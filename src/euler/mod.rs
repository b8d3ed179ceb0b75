//! Euler paths and circuits over undirected graphs.
//!
//! [`compute_euler_path`] runs, in order:
//! 1. arc check: any directed arc rejects the graph
//! 2. start selection by degree parity ([`select_start`])
//! 3. Hierholzer traversal over a scoped visited [`EdgeMap`](crate::graph::EdgeMap)
//! 4. completeness check: fewer covered edges than exist means the graph is disconnected
//!
//! The order is observable: arc and degree problems are reported before
//! connectivity problems, and connectivity is only known after traversal.
//!
//! ```rust
//! use eulerian::euler::{compute_euler_path, EulerKind};
//! use eulerian::graph::UndirectedGraph;
//!
//! let g = UndirectedGraph::from_edges(3, &[(0, 1), (1, 2), (2, 0)]);
//! let path = compute_euler_path(&g).unwrap();
//! assert_eq!(path.len(), 3);
//! assert_eq!(path.kind(), EulerKind::Circuit);
//! assert!(path.is_closed(&g));
//! ```

mod error;
mod options;
mod path;
mod start;
mod traversal;
mod validate;

pub use error::{EulerError, TrailError};
pub use options::{EulerOptions, TraversalStrategy};
pub use path::{EulerKind, EulerPath};
pub use start::select_start;
pub use validate::check_trail;

use tracing::{debug, debug_span, trace};

use crate::graph::{EdgeMap, EulerGraph};

/// Computes an Euler path of `graph` with the default (iterative) traversal.
///
/// Deterministic: repeated calls on an unchanged graph return the same path.
///
/// # Errors
/// See [`EulerError`]; checks run in variant order.
pub fn compute_euler_path<G: EulerGraph>(
    graph: &G,
) -> Result<EulerPath<G::Vertex, G::Edge>, EulerError> {
    compute_euler_path_with(graph, &EulerOptions::default())
}

/// Computes an Euler path of `graph` using `options`.
///
/// # Errors
/// See [`EulerError`]; checks run in variant order.
pub fn compute_euler_path_with<G: EulerGraph>(
    graph: &G,
    options: &EulerOptions,
) -> Result<EulerPath<G::Vertex, G::Edge>, EulerError> {
    let span = debug_span!(
        "euler_path",
        vertices = graph.vertex_count(),
        edges = graph.edge_count(),
        strategy = ?options.strategy
    );
    let _guard = span.enter();

    let result = run(graph, options);
    if let Err(err) = &result {
        debug!(%err, "no euler path");
    }
    result
}

fn run<G: EulerGraph>(
    graph: &G,
    options: &EulerOptions,
) -> Result<EulerPath<G::Vertex, G::Edge>, EulerError> {
    let arcs = graph.arc_count();
    if arcs > 0 {
        return Err(EulerError::ArcsPresent { arcs });
    }

    let (start, kind) = select_start(graph)?;

    let mut visited = EdgeMap::new(graph, false);
    let (edges, stats) = traversal::find_trail(graph, start, &mut visited, options.strategy);
    visited.dispose();

    let total = graph.edge_count();
    trace!(covered = edges.len(), total, max_depth = stats.max_depth, "traversal finished");
    if edges.len() < total {
        return Err(EulerError::NotConnected {
            covered: edges.len(),
            total,
        });
    }

    Ok(EulerPath::new(start, edges, kind))
}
• • • •
With nothing added or dropped, write out the listing again.

filename src/euler/mod.rs
repository b8d3ed179ceb0b75
//! Euler paths and circuits over undirected graphs.
//!
//! [`compute_euler_path`] runs, in order:
//! 1. arc check: any directed arc rejects the graph
//! 2. start selection by degree parity ([`select_start`])
//! 3. Hierholzer traversal over a scoped visited [`EdgeMap`](crate::graph::EdgeMap)
//! 4. completeness check: fewer covered edges than exist means the graph is disconnected
//!
//! The order is observable: arc and degree problems are reported before
//! connectivity problems, and connectivity is only known after traversal.
//!
//! ```rust
//! use eulerian::euler::{compute_euler_path, EulerKind};
//! use eulerian::graph::UndirectedGraph;
//!
//! let g = UndirectedGraph::from_edges(3, &[(0, 1), (1, 2), (2, 0)]);
//! let path = compute_euler_path(&g).unwrap();
//! assert_eq!(path.len(), 3);
//! assert_eq!(path.kind(), EulerKind::Circuit);
//! assert!(path.is_closed(&g));
//! ```

mod error;
mod options;
mod path;
mod start;
mod traversal;
mod validate;

pub use error::{EulerError, TrailError};
pub use options::{EulerOptions, TraversalStrategy};
pub use path::{EulerKind, EulerPath};
pub use start::select_start;
pub use validate::check_trail;

use tracing::{debug, debug_span, trace};

use crate::graph::{EdgeMap, EulerGraph};

/// Computes an Euler path of `graph` with the default (iterative) traversal.
///
/// Deterministic: repeated calls on an unchanged graph return the same path.
///
/// # Errors
/// See [`EulerError`]; checks run in variant order.
pub fn compute_euler_path<G: EulerGraph>(
    graph: &G,
) -> Result<EulerPath<G::Vertex, G::Edge>, EulerError> {
    compute_euler_path_with(graph, &EulerOptions::default())
}

/// Computes an Euler path of `graph` using `options`.
///
/// # Errors
/// See [`EulerError`]; checks run in variant order.
pub fn compute_euler_path_with<G: EulerGraph>(
    graph: &G,
    options: &EulerOptions,
) -> Result<EulerPath<G::Vertex, G::Edge>, EulerError> {
    let span = debug_span!(
        "euler_path",
        vertices = graph.vertex_count(),
        edges = graph.edge_count(),
        strategy = ?options.strategy
    );
    let _guard = span.enter();

    let result = run(graph, options);
    if let Err(err) = &result {
        debug!(%err, "no euler path");
    }
    result
}

fn run<G: EulerGraph>(
    graph: &G,
    options: &EulerOptions,
) -> Result<EulerPath<G::Vertex, G::Edge>, EulerError> {
    let arcs = graph.arc_count();
    if arcs > 0 {
        return Err(EulerError::ArcsPresent { arcs });
    }

    let (start, kind) = select_start(graph)?;

    let mut visited = EdgeMap::new(graph, false);
    let (edges, stats) = traversal::find_trail(graph, start, &mut visited, options.strategy);
    visited.dispose();

    let total = graph.edge_count();
    trace!(covered = edges.len(), total, max_depth = stats.max_depth, "traversal finished");
    if edges.len() < total {
        return Err(EulerError::NotConnected {
            covered: edges.len(),
            total,
        });
    }

    Ok(EulerPath::new(start, edges, kind))
}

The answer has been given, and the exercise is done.